A rendering of the Made in New York Campus’ planned film and soundstage facility in Sunset Park, to be established by Steiner Studios. Rendering by SYNOESIS

The industry is comprised of seven sectors that are directly responsible for 100,200 jobs (4 percent of all jobs in the city), $12.2 billion in wages, and $64.1 billion in direct economic output. The seven key sectors are motion picture and video production; talent; subscription programming; television broadcasting; advertising and media buying; postproduction and other services; and distribution and consumption. 

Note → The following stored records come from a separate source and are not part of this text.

/*!
Shared audio-unit state: register file, length counters, frame sequencer
and sample pacing.

The frame sequencer quarter-clocks every 3729 CPU cycles. In four-step
mode the last step of each sequence raises the frame IRQ unless inhibited;
five-step mode never raises it. Length counters half-clock on steps 1 and
3 (and 4 in five-step mode).

Sample pacing uses an integer accumulator against the CPU clock so exactly
`sample_rate` samples come out per `CPU_CLOCK_HZ` cycles, with no drift.
*/

use serde::{Deserialize, Serialize};
use serde_json::Value;

use crate::cores::AudioTransfer;
use crate::errors::{EmuError, Result};
use crate::scheduler::CPU_CLOCK_HZ;

pub const SAMPLE_RATE: u32 = 44_100;

const QUARTER_FRAME_CYCLES: u32 = 3729;
const REG_COUNT: usize = 0x18;

const LENGTH_TABLE: [u8; 32] = [
    10, 254, 20, 2, 40, 4, 80, 6, 160, 8, 60, 10, 14, 12, 26, 14, 12, 16, 24, 18, 48, 20, 96, 22,
    192, 24, 72, 26, 16, 28, 32, 30,
];

const STATE_VERSION: u32 = 1;

pub struct ApuState {
    pub regs: [u8; REG_COUNT],
    pub enabled_mask: u8,
    pub five_step_mode: bool,
    pub irq_inhibit: bool,
    frame_irq: bool,
    frame_acc: u32,
    frame_step: u8,
    /// Length counters for pulse 1, pulse 2, triangle, noise.
    lengths: [u8; 4],
    /// Total CPU cycles stepped; waveform phase derives from this.
    pub cycle: u64,
    sample_acc: u64,
}

impl Default for ApuState {
    fn default() -> Self {
        Self::new()
    }
}

impl ApuState {
    pub fn new() -> Self {
        Self {
            regs: [0; REG_COUNT],
            enabled_mask: 0,
            five_step_mode: false,
            irq_inhibit: false,
            frame_irq: false,
            frame_acc: 0,
            frame_step: 0,
            lengths: [0; 4],
            cycle: 0,
            sample_acc: 0,
        }
    }

    pub fn reset(&mut self) {
        *self = Self::new();
    }

    /// Advance by CPU cycles; returns how many output samples are due.
    pub fn advance(&mut self, cpu_cycles: u32) -> u32 {
        self.cycle += cpu_cycles as u64;
        self.frame_acc += cpu_cycles;
        while self.frame_acc >= QUARTER_FRAME_CYCLES {
            self.frame_acc -= QUARTER_FRAME_CYCLES;
            self.quarter_clock();
        }

        self.sample_acc += cpu_cycles as u64 * SAMPLE_RATE as u64;
        let due = (self.sample_acc / CPU_CLOCK_HZ as u64) as u32;
        self.sample_acc %= CPU_CLOCK_HZ as u64;
        due
    }

    fn quarter_clock(&mut self) {
        let steps = if self.five_step_mode { 5 } else { 4 };
        let half = matches!(self.frame_step, 1 | 3) || (self.five_step_mode && self.frame_step == 4);
        if half {
            self.half_clock();
        }
        if !self.five_step_mode && self.frame_step == 3 && !self.irq_inhibit {
            self.frame_irq = true;
        }
        self.frame_step = (self.frame_step + 1) % steps;
    }

    fn half_clock(&mut self) {
        // Halt flags: bit 5 of $4000/$4004, bit 7 of $4008, bit 5 of $400C.
        let halts = [
            self.regs[0x00] & 0x20 != 0,
            self.regs[0x04] & 0x20 != 0,
            self.regs[0x08] & 0x80 != 0,
            self.regs[0x0C] & 0x20 != 0,
        ];
        for (i, len) in self.lengths.iter_mut().enumerate() {
            if !halts[i] && *len > 0 {
                *len -= 1;
            }
        }
    }

    // ------------- registers -------------

    pub fn write_register(&mut self, addr: u16, value: u8) {
        let idx = (addr as usize).wrapping_sub(0x4000);
        if idx >= REG_COUNT {
            return;
        }
        self.regs[idx] = value;
        match addr {
            0x4003 | 0x4007 | 0x400B | 0x400F => {
                let channel = (idx - 3) / 4;
                if self.enabled_mask & (1 << channel) != 0 {
                    self.lengths[channel] = LENGTH_TABLE[(value >> 3) as usize];
                }
            }
            0x4015 => {
                self.enabled_mask = value & 0x1F;
                for (channel, len) in self.lengths.iter_mut().enumerate() {
                    if value & (1 << channel) == 0 {
                        *len = 0;
                    }
                }
            }
            0x4017 => {
                self.five_step_mode = value & 0x80 != 0;
                self.irq_inhibit = value & 0x40 != 0;
                if self.irq_inhibit {
                    self.frame_irq = false;
                }
                self.frame_step = 0;
                self.frame_acc = 0;
            }
            _ => {}
        }
    }

    pub fn read_register(&mut self, addr: u16) -> u8 {
        if addr != 0x4015 {
            return 0;
        }
        let mut v = 0u8;
        for (channel, &len) in self.lengths.iter().enumerate() {
            if len > 0 {
                v |= 1 << channel;
            }
        }
        if self.frame_irq {
            v |= 0x40;
        }
        // Reading status acknowledges the frame IRQ.
        self.frame_irq = false;
        v
    }

    pub fn irq_asserted(&self) -> bool {
        self.frame_irq
    }

    /// Length counter state for a pulse channel (0 or 1).
    pub fn pulse_active(&self, channel: usize) -> bool {
        self.enabled_mask & (1 << channel) != 0 && self.lengths[channel] > 0
    }

    /// Pulse timer period from the register pair, in CPU cycles per
    /// sequencer step.
    pub fn pulse_timer(&self, channel: usize) -> u32 {
        let base = channel * 4;
        let lo = self.regs[base + 2] as u32;
        let hi = (self.regs[base + 3] as u32 & 0x07) << 8;
        (hi | lo) + 1
    }

    pub fn pulse_volume(&self, channel: usize) -> u8 {
        self.regs[channel * 4] & 0x0F
    }

    pub fn pulse_duty(&self, channel: usize) -> usize {
        (self.regs[channel * 4] >> 6) as usize
    }

    // ------------- transfer / snapshot -------------

    pub fn export_transfer(&self) -> AudioTransfer {
        AudioTransfer {
            enabled_mask: self.enabled_mask,
            five_step_mode: self.five_step_mode,
            irq_inhibit: self.irq_inhibit,
        }
    }

    pub fn import_transfer(&mut self, t: &AudioTransfer) {
        self.enabled_mask = t.enabled_mask;
        self.five_step_mode = t.five_step_mode;
        self.irq_inhibit = t.irq_inhibit;
        if self.irq_inhibit {
            self.frame_irq = false;
        }
    }

    pub fn export_state(&self) -> Value {
        serde_json::to_value(ApuStateBlob {
            version: STATE_VERSION,
            regs: self.regs.to_vec(),
            enabled_mask: self.enabled_mask,
            five_step_mode: self.five_step_mode,
            irq_inhibit: self.irq_inhibit,
            frame_irq: self.frame_irq,
            frame_acc: self.frame_acc,
            frame_step: self.frame_step,
            lengths: self.lengths.to_vec(),
            cycle: self.cycle,
        })
        .unwrap_or(Value::Null)
    }

    pub fn import_state(&mut self, state: &Value) -> Result<()> {
        let s: ApuStateBlob = serde_json::from_value(state.clone())?;
        if s.version != STATE_VERSION {
            return Err(EmuError::StateRestore(format!(
                "audio state version {} not supported",
                s.version
            )));
        }
        for (dst, src) in self.regs.iter_mut().zip(s.regs.iter()) {
            *dst = *src;
        }
        self.enabled_mask = s.enabled_mask;
        self.five_step_mode = s.five_step_mode;
        self.irq_inhibit = s.irq_inhibit;
        self.frame_irq = s.frame_irq;
        self.frame_acc = s.frame_acc;
        self.frame_step = s.frame_step;
        for (dst, src) in self.lengths.iter_mut().zip(s.lengths.iter()) {
            *dst = *src;
        }
        self.cycle = s.cycle;
        self.sample_acc = 0;
        Ok(())
    }
}

#[derive(Serialize, Deserialize)]
struct ApuStateBlob {
    version: u32,
    regs: Vec<u8>,
    enabled_mask: u8,
    five_step_mode: bool,
    irq_inhibit: bool,
    frame_irq: bool,
    frame_acc: u32,
    frame_step: u8,
    lengths: Vec<u8>,
    cycle: u64,
}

 Highlights from the NYC Film and Television Economic Impact Study include: 

  • The film and television industry has added roughly 35,000 direct jobs over the last 15 years, growing at an annual rate of 3% and outpacing the citywide job growth rate of 2% over this period. 
  • The motion picture and video production sector, the industry’s largest employer, grew at an annual rate of 5% between 2004 and 2019, outpacing the city average job growth rate of 2% over the same period, and accounted for 46,700 direct industry jobs in 2019. 
  • Television drives production spending and hiring in NYC, as TV series budgets continue to soar. Local spending and hiring by television productions that received that tax credit in New York City has increased year-over-year since at least 2015. In 2018, television productions receiving tax credits spent $2.6 billion and employed 167,000 locally. 
  • Jobs in the motion picture and video production sector grew at an annual rate of 9% in Brooklyn and 8% in Queens between 2001 and 2019 (compared to 3% citywide), reflecting in part the expansion of soundstages and production facilities in these two boroughs. 
  • Cable networks and subscription programming companies contributed over 40% of the industry’s direct economic output in 2019. Between 2012 and 2019, subscription programming’s output increased by more than 50%. 
  • Soundstages and production facilities are rapidly expanding to meet increased demand, to the benefit of formerly industrial neighborhoods and underutilized assets. NYC is home to about 60 qualified production facilities located in all five boroughs. 
  • New York State tax credit programs have been instrumental for industry growth and attracting industry activity to NYC. New York State’s Film Production Tax Credit has accounted for 75% of the direct industry jobs added since 2004. The Post-Production Tax Credit, introduced in 2010, spurred the growth of post-production jobs at an annual rate of 4%. 
  • Independent film thrives in NYC, distinguishing the city from other production hubs. Approximately 85% of filmmaking in New York City is independent, meaning that production is not funded by one of the industry’s major studios. 
  • NYC’s film and TV industry is integral to the city’s vast arts media and entertainment ecosystem, where tens of thousands of creative professionals enjoy a high crossover across all the arts and entertainment industries including theater, comedy, literature and design. 
  • The industry was disproportionately impacted by the COVID-19 pandemic but recovery is underway.  The TV and film industry lost 25% of its jobs by Q2 2020 when compared to the prior year.

“The message from this report is loud and clear: New York City is THE place to source talent and produce film and television,” said Deputy Mayor for Housing and Economic Development Vicki Been. “With $81.6 billion in total economic output, the film and television industry is helping drive the city’s comeback by providing a source of sustained economic growth and reliable employment for New Yorkers.”